**** Records for processing

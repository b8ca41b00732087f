// Author: Eshan Roy
// SPDX-License-Identifier: MIT

//! Wire types for the hosting platform REST API.

use serde::{Deserialize, Serialize};

use crate::commit::CommitRecord;
use crate::status::StatusState;

/// Maximum length of a status description accepted by the API.
pub const MAX_DESCRIPTION_LEN: usize = 140;

/// `GET /repos/{repo}`
#[derive(Debug, Deserialize)]
pub struct RepositoryInfo {
    pub default_branch: String,
}

/// `GET /repos/{repo}/branches/{branch}`
#[derive(Debug, Deserialize)]
pub struct BranchInfo {
    pub commit: CommitRef,
}

/// A bare commit reference.
#[derive(Debug, Deserialize)]
pub struct CommitRef {
    pub sha: String,
}

/// `GET /repos/{repo}/compare/{base}...{head}`
#[derive(Debug, Deserialize)]
pub struct Comparison {
    pub total_commits: usize,
    #[serde(default)]
    pub commits: Vec<ComparedCommit>,
}

/// A commit entry in a comparison.
#[derive(Debug, Deserialize)]
pub struct ComparedCommit {
    pub sha: String,
    pub commit: CommitDetails,
    #[serde(default)]
    pub parents: Vec<CommitRef>,
}

/// Git data of a compared commit.
#[derive(Debug, Deserialize)]
pub struct CommitDetails {
    pub message: String,
}

impl From<ComparedCommit> for CommitRecord {
    fn from(commit: ComparedCommit) -> Self {
        CommitRecord::new(
            commit.sha,
            commit.commit.message,
            commit.parents.into_iter().map(|p| p.sha).collect(),
        )
    }
}

/// `POST /repos/{repo}/statuses/{sha}` body.
#[derive(Debug, Clone, PartialEq, Eq, Serialize)]
pub struct CommitStatus {
    pub state: StatusState,
    pub target_url: String,
    pub description: String,
    pub context: String,
}

impl CommitStatus {
    /// Build a status, truncating the description to the API limit.
    pub fn new(
        state: StatusState,
        context: impl Into<String>,
        description: &str,
        target_url: impl Into<String>,
    ) -> Self {
        Self {
            state,
            target_url: target_url.into(),
            description: truncate(description, MAX_DESCRIPTION_LEN),
            context: context.into(),
        }
    }
}

fn truncate(text: &str, max_chars: usize) -> String {
    if text.chars().count() <= max_chars {
        return text.to_string();
    }
    let mut truncated: String = text.chars().take(max_chars - 1).collect();
    truncated.push('…');
    truncated
}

********

Among the lines above, find the ones containing "CommitRef" and copy them.

● Solved exercise:
    pub commit: CommitRef,
pub struct CommitRef {
    pub parents: Vec<CommitRef>,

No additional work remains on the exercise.